Plantinga does not demonstrate that a maximally great being is possible

The logical problem – the following is an inconsistent set of propositions. One must give up one of the claims. (1) God is omnipotnent;

(2) God is omnisicient; (3) God is perfectly good; (4) evil exists.

The evidential problem – these are not inconsistent, but the extent, nature and distribution of (4) in both its moral and natural forms make probable the falsity of the existence of the GCT.

Responses – Theodicy – an explanation of why God (actually) allows evil. Defence – an explanation of why it possible for God and the existence to be logically consistent.

(1) Evil is necessary our moral and spiritual development – Hick and the vale of soul making theodicy. But, worries about the evidential problem remain and the entailments of the developmental thesis commitment to a particular view of the afterlife and salvation for all.

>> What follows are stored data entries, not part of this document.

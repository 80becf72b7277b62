// Copyright (c) 2025 Geoffrey Huntley <ghuntley@ghuntley.com>. All rights reserved.
// SPDX-License-Identifier: Proprietary

//! Combined cohort list for the ad-request path.

use std::collections::HashSet;
use std::sync::Arc;
use std::time::Duration;

use loom_cohorts_core::{evaluate, CohortCriteria, EventHistory};
use tokio::sync::Mutex;
use tokio::time::Instant;
use tracing::{debug, warn};

use crate::error::Result;
use crate::registry::CustomCohortRegistry;
use crate::rule_cache::RuleCache;
use crate::signals::SignalProvider;

#[derive(Debug, Clone)]
pub struct EngineConfig {
	/// How long a computed cohort list is served before recomputing.
	pub cohort_ttl: Duration,
	/// Maximum number of cohort ids handed out.
	pub max_cohorts: usize,
}

impl Default for EngineConfig {
	fn default() -> Self {
		Self {
			cohort_ttl: Duration::from_secs(5 * 60),
			max_cohorts: 10,
		}
	}
}

#[derive(Debug)]
struct CachedCohorts {
	ids: Vec<String>,
	computed_at: Instant,
}

/// Merges server-defined and app-defined cohorts into one ranked list.
///
/// Server cohorts come first, then app cohorts; an id that appears in both
/// keeps its server position. The result is cached for `cohort_ttl`.
pub struct CohortEngine {
	app_key: String,
	config: EngineConfig,
	signals: Arc<dyn SignalProvider>,
	rules: Arc<RuleCache>,
	registry: Arc<CustomCohortRegistry>,
	cache: Mutex<Option<CachedCohorts>>,
}

impl CohortEngine {
	pub fn new(
		app_key: impl Into<String>,
		config: EngineConfig,
		signals: Arc<dyn SignalProvider>,
		rules: Arc<RuleCache>,
		registry: Arc<CustomCohortRegistry>,
	) -> Self {
		Self {
			app_key: app_key.into(),
			config,
			signals,
			rules,
			registry,
			cache: Mutex::new(None),
		}
	}

	pub fn app_key(&self) -> &str {
		&self.app_key
	}

	pub fn rules(&self) -> &Arc<RuleCache> {
		&self.rules
	}

	pub fn registry(&self) -> &Arc<CustomCohortRegistry> {
		&self.registry
	}

	/// Current cohort ids, highest ranked first.
	///
	/// A rule set that cannot be loaded contributes nothing; app-defined
	/// cohorts are still evaluated.
	pub async fn cohorts(&self, history: &dyn EventHistory) -> Vec<String> {
		let mut cache = self.cache.lock().await;
		if let Some(cached) = cache.as_ref() {
			if cached.computed_at.elapsed() < self.config.cohort_ttl {
				return cached.ids.clone();
			}
		}

		let snapshot = self.signals.snapshot().await;

		let server = match self.rules.load(&self.app_key).await {
			Ok(rules) => evaluate(&rules, &snapshot),
			Err(e) => {
				warn!(app_key = %self.app_key, error = %e, "Cohort rules unavailable, using custom cohorts only");
				Vec::new()
			}
		};
		let custom = self.registry.evaluate(&snapshot, history).await;

		let server_count = server.len();
		let custom_count = custom.len();
		let ids = merge_ranked(server, custom, self.config.max_cohorts);
		debug!(
			server = server_count,
			custom = custom_count,
			returned = ids.len(),
			"Computed cohorts"
		);

		*cache = Some(CachedCohorts {
			ids: ids.clone(),
			computed_at: Instant::now(),
		});
		ids
	}

	/// Forces the next `cohorts` call to recompute.
	pub async fn invalidate(&self) {
		*self.cache.lock().await = None;
	}

	pub async fn register_custom(&self, criteria: CohortCriteria) -> Result<()> {
		self.registry.register(criteria).await?;
		self.invalidate().await;
		Ok(())
	}

	pub async fn unregister_custom(&self, id: &str) -> bool {
		let removed = self.registry.unregister(id).await;
		if removed {
			self.invalidate().await;
		}
		removed
	}
}

fn merge_ranked(server: Vec<String>, custom: Vec<String>, limit: usize) -> Vec<String> {
	let mut seen = HashSet::new();
	server
		.into_iter()
		.chain(custom)
		.filter(|id| seen.insert(id.clone()))
		.take(limit)
		.collect()
}

#[cfg(test)]
mod tests {
	use super::*;
	use crate::error::FetchError;
	use crate::fetch::{FetchOutcome, RuleFetcher};
	use crate::rule_cache::RuleCacheConfig;
	use crate::storage::{MemoryKeyValueStore, Namespace};
	use async_trait::async_trait;
	use loom_cohorts_core::{
		CohortCondition, CohortDefinition, CohortRule, ConditionOperator, ConditionValue, FieldRef,
		NoEventHistory, RuleSet, SignalField, SignalSnapshot,
	};
	use std::sync::atomic::{AtomicU32, Ordering};

	struct FixedFetcher {
		rules: Option<RuleSet>,
		calls: AtomicU32,
	}

	#[async_trait]
	impl RuleFetcher for FixedFetcher {
		async fn fetch(&self, _app_key: &str, _current: Option<i64>) -> std::result::Result<FetchOutcome, FetchError> {
			self.calls.fetch_add(1, Ordering::SeqCst);
			match &self.rules {
				Some(rules) => Ok(FetchOutcome::Updated(rules.clone())),
				None => Err(FetchError::Status {
					status: 503,
					message: "down".into(),
				}),
			}
		}
	}

	fn level_cohort(id: &str, priority: i32, min_level: i64) -> CohortDefinition {
		CohortDefinition::new(id, priority).with_condition(CohortCondition::new(
			FieldRef::Known(SignalField::LevelReached),
			ConditionOperator::Gte,
			ConditionValue::Int(min_level),
		))
	}

	fn custom_level(id: &str, priority: i32, min_level: f64) -> CohortCriteria {
		CohortCriteria::new(
			id,
			vec![CohortRule::SignalThreshold {
				signal: "level_reached".into(),
				min_value: min_level,
			}],
		)
		.with_priority(priority)
	}

	fn engine(rules: Option<RuleSet>, config: EngineConfig) -> (CohortEngine, Arc<FixedFetcher>) {
		let store = Arc::new(MemoryKeyValueStore::new());
		let fetcher = Arc::new(FixedFetcher {
			rules,
			calls: AtomicU32::new(0),
		});
		let cache = Arc::new(RuleCache::new(fetcher.clone(), store.clone(), RuleCacheConfig::default()));
		let registry = Arc::new(CustomCohortRegistry::new(store, &Namespace::for_app("app")));
		let signals = Arc::new(SignalSnapshot {
			level_reached: 12,
			..Default::default()
		});
		(CohortEngine::new("app", config, signals, cache, registry), fetcher)
	}

	#[tokio::test]
	async fn merges_server_then_custom_without_duplicates() {
		let rules = RuleSet::new(1, "owner")
			.with_cohort(level_cohort("mid_game", 5, 10))
			.with_cohort(level_cohort("shared", 1, 1));
		let (engine, _) = engine(Some(rules), EngineConfig::default());

		engine.register_custom(custom_level("shared", 100, 1.0)).await.unwrap();
		engine.register_custom(custom_level("grinder", 50, 5.0)).await.unwrap();

		assert_eq!(
			engine.cohorts(&NoEventHistory).await,
			vec!["mid_game", "shared", "grinder"]
		);
	}

	#[tokio::test]
	async fn truncates_to_max_cohorts() {
		let rules = RuleSet::new(1, "owner")
			.with_cohort(level_cohort("a", 3, 1))
			.with_cohort(level_cohort("b", 2, 1))
			.with_cohort(level_cohort("c", 1, 1));
		let config = EngineConfig {
			max_cohorts: 2,
			..EngineConfig::default()
		};
		let (engine, _) = engine(Some(rules), config);
		assert_eq!(engine.cohorts(&NoEventHistory).await, vec!["a", "b"]);
	}

	#[tokio::test]
	async fn unavailable_rules_still_yield_custom_cohorts() {
		let (engine, _) = engine(None, EngineConfig::default());
		engine.register_custom(custom_level("veteran", 1, 10.0)).await.unwrap();
		assert_eq!(engine.cohorts(&NoEventHistory).await, vec!["veteran"]);
	}

	#[tokio::test(start_paused = true)]
	async fn serves_cached_list_within_ttl() {
		let rules = RuleSet::new(1, "owner").with_cohort(level_cohort("a", 1, 1));
		let (engine, fetcher) = engine(Some(rules), EngineConfig::default());

		assert_eq!(engine.cohorts(&NoEventHistory).await, vec!["a"]);
		// Bypasses the engine so only a recompute would pick it up.
		engine.registry().register(custom_level("late", 1, 1.0)).await.unwrap();

		tokio::time::advance(Duration::from_secs(60)).await;
		assert_eq!(engine.cohorts(&NoEventHistory).await, vec!["a"]);

		tokio::time::advance(Duration::from_secs(5 * 60)).await;
		assert_eq!(engine.cohorts(&NoEventHistory).await, vec!["a", "late"]);
		assert_eq!(fetcher.calls.load(Ordering::SeqCst), 1);
	}

	#[tokio::test]
	async fn registry_changes_invalidate_cache() {
		let (engine, _) = engine(None, EngineConfig::default());
		engine.register_custom(custom_level("one", 1, 1.0)).await.unwrap();
		assert_eq!(engine.cohorts(&NoEventHistory).await, vec!["one"]);

		assert!(engine.unregister_custom("one").await);
		assert!(engine.cohorts(&NoEventHistory).await.is_empty());
		assert!(!engine.unregister_custom("one").await);
	}

	#[test]
	fn merge_keeps_first_occurrence() {
		let merged = merge_ranked(
			vec!["x".into(), "y".into()],
			vec!["y".into(), "z".into(), "x".into()],
			10,
		);
		assert_eq!(merged, vec!["x", "y", "z"]);
	}
}
//! Process-wide logger bootstrap for the binaries.
//!
//! The library only emits through the `log` facade; nothing is printed until
//! a binary calls [`init_logging`].

use flexi_logger::{Logger, LoggerHandle, WriteMode};
use log::info;
use once_cell::sync::OnceCell;

static LOGGING_STATE: OnceCell<LoggingState> = OnceCell::new();

struct LoggingState {
    level: String,
    _logger: LoggerHandle,
}

/// Starts a stderr logger at `level` (a `flexi_logger` spec such as `info`
/// or `timetable_builder=debug`).
///
/// Repeating the call with the same level is a no-op; a different level is
/// rejected.
pub fn init_logging(level: &str) -> Result<(), String> {
    let level = level.trim();
    if level.is_empty() {
        return Err("log level must not be empty".to_string());
    }

    if let Some(state) = LOGGING_STATE.get() {
        if state.level == level {
            return Ok(());
        }
        return Err(format!(
            "logging already initialized with level `{}`; refusing to switch to `{}`",
            state.level, level
        ));
    }

    LOGGING_STATE.get_or_try_init(|| -> Result<LoggingState, String> {
        let logger = Logger::try_with_str(level)
            .map_err(|err| format!("invalid log level `{level}`: {err}"))?
            .log_to_stderr()
            .write_mode(WriteMode::Direct)
            .start()
            .map_err(|err| format!("failed to start logger: {err}"))?;
        info!(
            "event=logging_init level={} version={}",
            level,
            env!("CARGO_PKG_VERSION")
        );
        Ok(LoggingState {
            level: level.to_string(),
            _logger: logger,
        })
    })?;
    Ok(())
}
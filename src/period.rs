use serde::{Deserialize, Serialize};
use std::fmt;

/// Number of periods per school day, always within `MIN..=MAX`.
#[derive(Debug, Clone, Copy, PartialEq, Eq, Hash, PartialOrd, Ord, Serialize, Deserialize)]
#[serde(from = "i64", into = "usize")]
pub struct PeriodCount(usize);

impl PeriodCount {
    pub const MIN: usize = 1;
    pub const MAX: usize = 12;
    pub const DEFAULT: PeriodCount = PeriodCount(7);

    pub fn clamped(value: i64) -> Self {
        let clamped = value.clamp(Self::MIN as i64, Self::MAX as i64);
        Self(clamped as usize)
    }

    /// Reads the leading integer of `text` the way a number field does:
    /// `" 9 "`, `"9th"` and `"+9"` all give 9. Empty or non-numeric text
    /// falls back to [`PeriodCount::DEFAULT`].
    pub fn parse(text: &str) -> Self {
        leading_integer(text.trim())
            .map(Self::clamped)
            .unwrap_or(Self::DEFAULT)
    }

    pub fn get(self) -> usize {
        self.0
    }
}

impl Default for PeriodCount {
    fn default() -> Self {
        Self::DEFAULT
    }
}

impl From<i64> for PeriodCount {
    fn from(value: i64) -> Self {
        Self::clamped(value)
    }
}

impl From<PeriodCount> for usize {
    fn from(value: PeriodCount) -> Self {
        value.0
    }
}

impl fmt::Display for PeriodCount {
    fn fmt(&self, f: &mut fmt::Formatter<'_>) -> fmt::Result {
        write!(f, "{}", self.0)
    }
}

fn leading_integer(text: &str) -> Option<i64> {
    let (negative, digits) = match text.as_bytes().first() {
        Some(b'-') => (true, &text[1..]),
        Some(b'+') => (false, &text[1..]),
        _ => (false, text),
    };
    let end = digits
        .find(|c: char| !c.is_ascii_digit())
        .unwrap_or(digits.len());
    let digits = &digits[..end];
    if digits.is_empty() {
        return None;
    }
    // Anything too long for i64 is far outside the clamp range anyway.
    let magnitude = digits.parse::<i64>().unwrap_or(i64::MAX);
    Some(if negative { -magnitude } else { magnitude })
}
use serde::{Deserialize, Serialize};
use std::fmt;
use std::str::FromStr;

/// School days a timetable covers. Closed set, iterated in this order.
#[derive(
    Debug, Clone, Copy, Default, PartialEq, Eq, Hash, PartialOrd, Ord, Serialize, Deserialize,
)]
#[serde(rename_all = "lowercase")]
pub enum Weekday {
    #[default]
    Mon,
    Tue,
    Wed,
    Thu,
    Fri,
}

impl Weekday {
    pub const ALL: [Weekday; 5] = [
        Weekday::Mon,
        Weekday::Tue,
        Weekday::Wed,
        Weekday::Thu,
        Weekday::Fri,
    ];

    /// Position of the day in [`Weekday::ALL`].
    pub fn index(self) -> usize {
        match self {
            Weekday::Mon => 0,
            Weekday::Tue => 1,
            Weekday::Wed => 2,
            Weekday::Thu => 3,
            Weekday::Fri => 4,
        }
    }

    /// Lowercase three-letter code used as the export key.
    pub fn code(self) -> &'static str {
        match self {
            Weekday::Mon => "mon",
            Weekday::Tue => "tue",
            Weekday::Wed => "wed",
            Weekday::Thu => "thu",
            Weekday::Fri => "fri",
        }
    }

    /// One-character label shown on the weekday tabs.
    pub fn korean_label(self) -> &'static str {
        match self {
            Weekday::Mon => "월",
            Weekday::Tue => "화",
            Weekday::Wed => "수",
            Weekday::Thu => "목",
            Weekday::Fri => "금",
        }
    }

    pub fn from_code(code: &str) -> Option<Self> {
        let code = code.trim();
        Self::ALL
            .into_iter()
            .find(|day| day.code().eq_ignore_ascii_case(code))
    }

    pub fn to_chrono(self) -> chrono::Weekday {
        match self {
            Weekday::Mon => chrono::Weekday::Mon,
            Weekday::Tue => chrono::Weekday::Tue,
            Weekday::Wed => chrono::Weekday::Wed,
            Weekday::Thu => chrono::Weekday::Thu,
            Weekday::Fri => chrono::Weekday::Fri,
        }
    }
}

impl fmt::Display for Weekday {
    fn fmt(&self, f: &mut fmt::Formatter<'_>) -> fmt::Result {
        f.write_str(self.code())
    }
}

#[derive(Debug, Clone, PartialEq, Eq)]
pub struct UnknownWeekday(pub String);

impl fmt::Display for UnknownWeekday {
    fn fmt(&self, f: &mut fmt::Formatter<'_>) -> fmt::Result {
        write!(f, "unknown weekday '{}' (expected mon, tue, wed, thu or fri)", self.0)
    }
}

impl std::error::Error for UnknownWeekday {}

impl FromStr for Weekday {
    type Err = UnknownWeekday;

    fn from_str(s: &str) -> Result<Self, Self::Err> {
        Self::from_code(s).ok_or_else(|| UnknownWeekday(s.to_string()))
    }
}

impl TryFrom<chrono::Weekday> for Weekday {
    type Error = UnknownWeekday;

    fn try_from(value: chrono::Weekday) -> Result<Self, Self::Error> {
        match value {
            chrono::Weekday::Mon => Ok(Weekday::Mon),
            chrono::Weekday::Tue => Ok(Weekday::Tue),
            chrono::Weekday::Wed => Ok(Weekday::Wed),
            chrono::Weekday::Thu => Ok(Weekday::Thu),
            chrono::Weekday::Fri => Ok(Weekday::Fri),
            other => Err(UnknownWeekday(other.to_string())),
        }
    }
}
#[cfg(feature = "http_api")]
#[tokio::main]
async fn main() -> Result<(), Box<dyn std::error::Error>> {
    use std::net::SocketAddr;

    use timetable_builder::{EditorConfig, ScheduleStore, http_api, init_logging};

    let config = EditorConfig::from_env();
    init_logging(&config.log_level)?;

    let addr: SocketAddr = config.http_addr.parse()?;

    let mut store = ScheduleStore::new();
    store.set_dimensions(config.default_grade, "", config.default_periods.get() as i64);

    log::info!("timetable HTTP API listening on http://{addr}");
    println!("timetable HTTP API listening on http://{addr}");
    http_api::serve(addr, store).await?;
    Ok(())
}

#[cfg(not(feature = "http_api"))]
fn main() {
    eprintln!("Rebuild with the `http_api` feature to enable the HTTP server.");
}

(2) The existence of the GCT and evil can be consistent because evil can arise from the exercise of our freewill – Plantinga and the free will defence. It is possible that God creates world with significantly free creatures as this is better than any other world. In a world of significantly free creatures some moral evil is inevitable (N.B.the possibility of transworld depravity). Natural evil – possible that it be the work of other free agents (e.g. fallen angels) or the result of our exercising our free will in ways that neglect the opportunities to minimise the level of natural evils.

But – nature and value of freewill; logical consistency of divine existence and evil leaves the evidential problem.

Should we regard religious language – the most basic statement of which is ‘God exists’ as cognitive (capable of being or aiming to be knowledge stating or factive) or non-cognitive?

Ayer – religious language is nonsense – analysis through the lens of logical positivism and the verification principle. But – problems with the VP and the possibility of a weakened VP allowing back into consideration some religious claims.

Flew – appeal to falsification. Religious claims typically fail to be meaningful – death by a thousand qualifications.

Hare – religious claims framed by or emerge out of a worldview (blik).

Mitchell – theists recognise that there is evidence which can count against their claims. However, it is the nature of religious claims that they centrally involve not just a claim about how things are, but an attitude of commitment and trust in virtue of which they maintain their claims.